§ **THE RECORDS**:
▼▼▼
use incg::mesh::ObjError;
use incg::shader::BuildError;
use incg::texels::TexelsError;
use incg_gl::gl33::{FramebufferError, MeshError, TextureError};
use incg_glfw::GlfwSurfaceError;
use std::error;
use std::fmt;

/// What can go wrong while starting or running an application.
///
/// Shader errors are only fatal at startup; once running, programs that fail to rebuild keep their
/// previous version.
#[non_exhaustive]
#[derive(Debug)]
pub enum AppError {
  /// The window or its context could not be created.
  CannotCreateSurface(GlfwSurfaceError),
  /// A shader program failed to build.
  ShaderBuildFailed {
    /// Name of the program.
    name: String,
    /// Why it failed.
    error: BuildError,
  },
  /// A shader program was used but never declared.
  UnknownShader(String),
  /// An image could not be loaded.
  CannotLoadTexels(TexelsError),
  /// A model could not be loaded.
  CannotLoadModel(ObjError),
  /// A texture could not be created.
  CannotCreateTexture(TextureError),
  /// A framebuffer could not be created.
  CannotCreateFramebuffer(FramebufferError),
  /// A mesh could not be uploaded.
  CannotUploadMesh(MeshError),
}

impl fmt::Display for AppError {
  fn fmt(&self, f: &mut fmt::Formatter) -> Result<(), fmt::Error> {
    match *self {
      AppError::CannotCreateSurface(ref e) => write!(f, "cannot create rendering surface: {}", e),
      AppError::ShaderBuildFailed {
        ref name,
        ref error,
      } => write!(f, "cannot build shader program {}: {}", name, error),
      AppError::UnknownShader(ref name) => write!(f, "unknown shader program {}", name),
      AppError::CannotLoadTexels(ref e) => write!(f, "cannot load image: {}", e),
      AppError::CannotLoadModel(ref e) => write!(f, "cannot load model: {}", e),
      AppError::CannotCreateTexture(ref e) => write!(f, "cannot create texture: {}", e),
      AppError::CannotCreateFramebuffer(ref e) => write!(f, "cannot create framebuffer: {}", e),
      AppError::CannotUploadMesh(ref e) => write!(f, "cannot upload mesh: {}", e),
    }
  }
}

impl error::Error for AppError {
  fn source(&self) -> Option<&(dyn error::Error + 'static)> {
    match self {
      AppError::CannotCreateSurface(e) => Some(e),
      AppError::ShaderBuildFailed { error, .. } => Some(error),
      AppError::UnknownShader(_) => None,
      AppError::CannotLoadTexels(e) => Some(e),
      AppError::CannotLoadModel(e) => Some(e),
      AppError::CannotCreateTexture(e) => Some(e),
      AppError::CannotCreateFramebuffer(e) => Some(e),
      AppError::CannotUploadMesh(e) => Some(e),
    }
  }
}

impl From<GlfwSurfaceError> for AppError {
  fn from(e: GlfwSurfaceError) -> Self {
    AppError::CannotCreateSurface(e)
  }
}

impl From<TexelsError> for AppError {
  fn from(e: TexelsError) -> Self {
    AppError::CannotLoadTexels(e)
  }
}

impl From<ObjError> for AppError {
  fn from(e: ObjError) -> Self {
    AppError::CannotLoadModel(e)
  }
}

impl From<TextureError> for AppError {
  fn from(e: TextureError) -> Self {
    AppError::CannotCreateTexture(e)
  }
}

impl From<FramebufferError> for AppError {
  fn from(e: FramebufferError) -> Self {
    AppError::CannotCreateFramebuffer(e)
  }
}

impl From<MeshError> for AppError {
  fn from(e: MeshError) -> Self {
    AppError::CannotUploadMesh(e)
  }
}

#[cfg(test)]
mod tests {
  use super::*;

  #[test]
  fn sources() {
    let e = AppError::from(TextureError::InvalidSize {
      width: 0,
      height: 1,
    });

    assert_eq!(
      e.to_string(),
      "cannot create texture: invalid texture size: 0×1"
    );
    assert!(error::Error::source(&e).is_some());
    assert!(error::Error::source(&AppError::UnknownShader("map".to_owned())).is_none());
  }
}
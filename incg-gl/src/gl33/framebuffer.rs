//! Offscreen framebuffers.

use crate::gl33::state::GLState;
use crate::gl33::texture::{Texture, TextureError, TextureFormat};
use crate::gl33::GL33;
use gl::types::*;
use std::cell::RefCell;
use std::error;
use std::fmt;
use std::rc::Rc;

/// Errors that can happen while creating framebuffers.
#[non_exhaustive]
#[derive(Debug, Eq, PartialEq)]
pub enum FramebufferError {
  /// An attachment could not be created.
  TextureError(TextureError),
  /// The framebuffer is not complete.
  Incomplete(String),
}

impl FramebufferError {
  /// Incomplete framebuffer, from its OpenGL status.
  pub fn incomplete(status: GLenum) -> Self {
    FramebufferError::Incomplete(incompleteness_reason(status).to_owned())
  }
}

impl fmt::Display for FramebufferError {
  fn fmt(&self, f: &mut fmt::Formatter) -> Result<(), fmt::Error> {
    match *self {
      FramebufferError::TextureError(ref e) => write!(f, "framebuffer texture error: {}", e),
      FramebufferError::Incomplete(ref e) => write!(f, "incomplete framebuffer: {}", e),
    }
  }
}

impl error::Error for FramebufferError {
  fn source(&self) -> Option<&(dyn error::Error + 'static)> {
    match self {
      FramebufferError::TextureError(e) => Some(e),
      _ => None,
    }
  }
}

impl From<TextureError> for FramebufferError {
  fn from(e: TextureError) -> Self {
    FramebufferError::TextureError(e)
  }
}

/// A framebuffer with texture attachments.
///
/// The framebuffer owns its attachments. On drop, the framebuffer is deleted before its textures.
#[derive(Debug)]
pub struct Framebuffer {
  handle: GLuint,
  size: [u32; 2],
  state: Rc<RefCell<GLState>>,
  color: Vec<Texture>,
  depth: Option<Texture>,
}

impl Framebuffer {
  /// Create a framebuffer with one color attachment per format in `color_formats`, and a depth
  /// attachment if `depth_format` is set.
  ///
  /// The back buffer is bound again afterwards.
  pub fn new(
    backend: &mut GL33,
    width: u32,
    height: u32,
    color_formats: &[TextureFormat],
    depth_format: Option<TextureFormat>,
  ) -> Result<Self, FramebufferError> {
    let color = color_formats
      .iter()
      .map(|&format| Texture::new(backend, width, height, format))
      .collect::<Result<Vec<_>, _>>()?;
    let depth = depth_format
      .map(|format| Texture::new(backend, width, height, format))
      .transpose()?;

    let mut handle: GLuint = 0;
    let framebuffer = unsafe {
      gl::GenFramebuffers(1, &mut handle);

      Framebuffer {
        handle,
        size: [width, height],
        state: backend.state.clone(),
        color,
        depth,
      }
    };

    let status = unsafe {
      let mut state = backend.state.borrow_mut();
      state.bind_draw_framebuffer(handle);

      let mut draw_buffers = Vec::with_capacity(framebuffer.color.len());
      for (i, texture) in framebuffer.color.iter().enumerate() {
        let attachment = gl::COLOR_ATTACHMENT0 + i as GLenum;
        gl::FramebufferTexture2D(
          gl::DRAW_FRAMEBUFFER,
          attachment,
          gl::TEXTURE_2D,
          texture.handle(),
          0,
        );
        draw_buffers.push(attachment);
      }

      if let Some(ref texture) = framebuffer.depth {
        gl::FramebufferTexture2D(
          gl::DRAW_FRAMEBUFFER,
          gl::DEPTH_ATTACHMENT,
          gl::TEXTURE_2D,
          texture.handle(),
          0,
        );
      }

      if draw_buffers.is_empty() {
        gl::DrawBuffer(gl::NONE);
      } else {
        gl::DrawBuffers(draw_buffers.len() as GLsizei, draw_buffers.as_ptr());
      }

      let status = gl::CheckFramebufferStatus(gl::DRAW_FRAMEBUFFER);
      state.bind_draw_framebuffer(0);
      status
    };

    if status == gl::FRAMEBUFFER_COMPLETE {
      Ok(framebuffer)
    } else {
      Err(FramebufferError::incomplete(status))
    }
  }

  /// Render into this framebuffer, with a viewport covering it.
  pub fn bind(&self, backend: &mut GL33) {
    let mut state = backend.state.borrow_mut();

    unsafe {
      state.bind_draw_framebuffer(self.handle);
      state.set_viewport([0, 0, self.size[0] as GLint, self.size[1] as GLint]);
    }
  }

  /// Native handle of the framebuffer.
  pub fn handle(&self) -> GLuint {
    self.handle
  }

  /// Size of the framebuffer.
  pub fn size(&self) -> [u32; 2] {
    self.size
  }

  /// Color attachment `index`.
  pub fn color(&self, index: usize) -> Option<&Texture> {
    self.color.get(index)
  }

  /// Depth attachment.
  pub fn depth(&self) -> Option<&Texture> {
    self.depth.as_ref()
  }
}

impl Drop for Framebuffer {
  fn drop(&mut self) {
    self.state.borrow_mut().forget_framebuffer(self.handle);

    unsafe {
      gl::DeleteFramebuffers(1, &self.handle);
    }
  }
}

fn incompleteness_reason(status: GLenum) -> &'static str {
  match status {
    gl::FRAMEBUFFER_UNDEFINED => "undefined",
    gl::FRAMEBUFFER_INCOMPLETE_ATTACHMENT => "incomplete attachment",
    gl::FRAMEBUFFER_INCOMPLETE_MISSING_ATTACHMENT => "missing attachment",
    gl::FRAMEBUFFER_INCOMPLETE_DRAW_BUFFER => "incomplete draw buffer",
    gl::FRAMEBUFFER_INCOMPLETE_READ_BUFFER => "incomplete read buffer",
    gl::FRAMEBUFFER_UNSUPPORTED => "unsupported",
    gl::FRAMEBUFFER_INCOMPLETE_MULTISAMPLE => "incomplete multisample",
    gl::FRAMEBUFFER_INCOMPLETE_LAYER_TARGETS => "incomplete layer targets",
    _ => "unknown error",
  }
}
▲▲▲
§ **WORK ITEM**: Restate word for word the lines in the material above from the one with "impl From<TextureError> for AppError" to the one with "use gl::types::*;"; both of those lines count, and nothing else does.

§ **EXERCISE RESPONSE**:
impl From<TextureError> for AppError {
  fn from(e: TextureError) -> Self {
    AppError::CannotCreateTexture(e)
  }
}

impl From<FramebufferError> for AppError {
  fn from(e: FramebufferError) -> Self {
    AppError::CannotCreateFramebuffer(e)
  }
}

impl From<MeshError> for AppError {
  fn from(e: MeshError) -> Self {
    AppError::CannotUploadMesh(e)
  }
}

#[cfg(test)]
mod tests {
  use super::*;

  #[test]
  fn sources() {
    let e = AppError::from(TextureError::InvalidSize {
      width: 0,
      height: 1,
    });

    assert_eq!(
      e.to_string(),
      "cannot create texture: invalid texture size: 0×1"
    );
    assert!(error::Error::source(&e).is_some());
    assert!(error::Error::source(&AppError::UnknownShader("map".to_owned())).is_none());
  }
}
filename incg-gl/src/gl33/framebuffer.rs
//! Offscreen framebuffers.

use crate::gl33::state::GLState;
use crate::gl33::texture::{Texture, TextureError, TextureFormat};
use crate::gl33::GL33;
use gl::types::*;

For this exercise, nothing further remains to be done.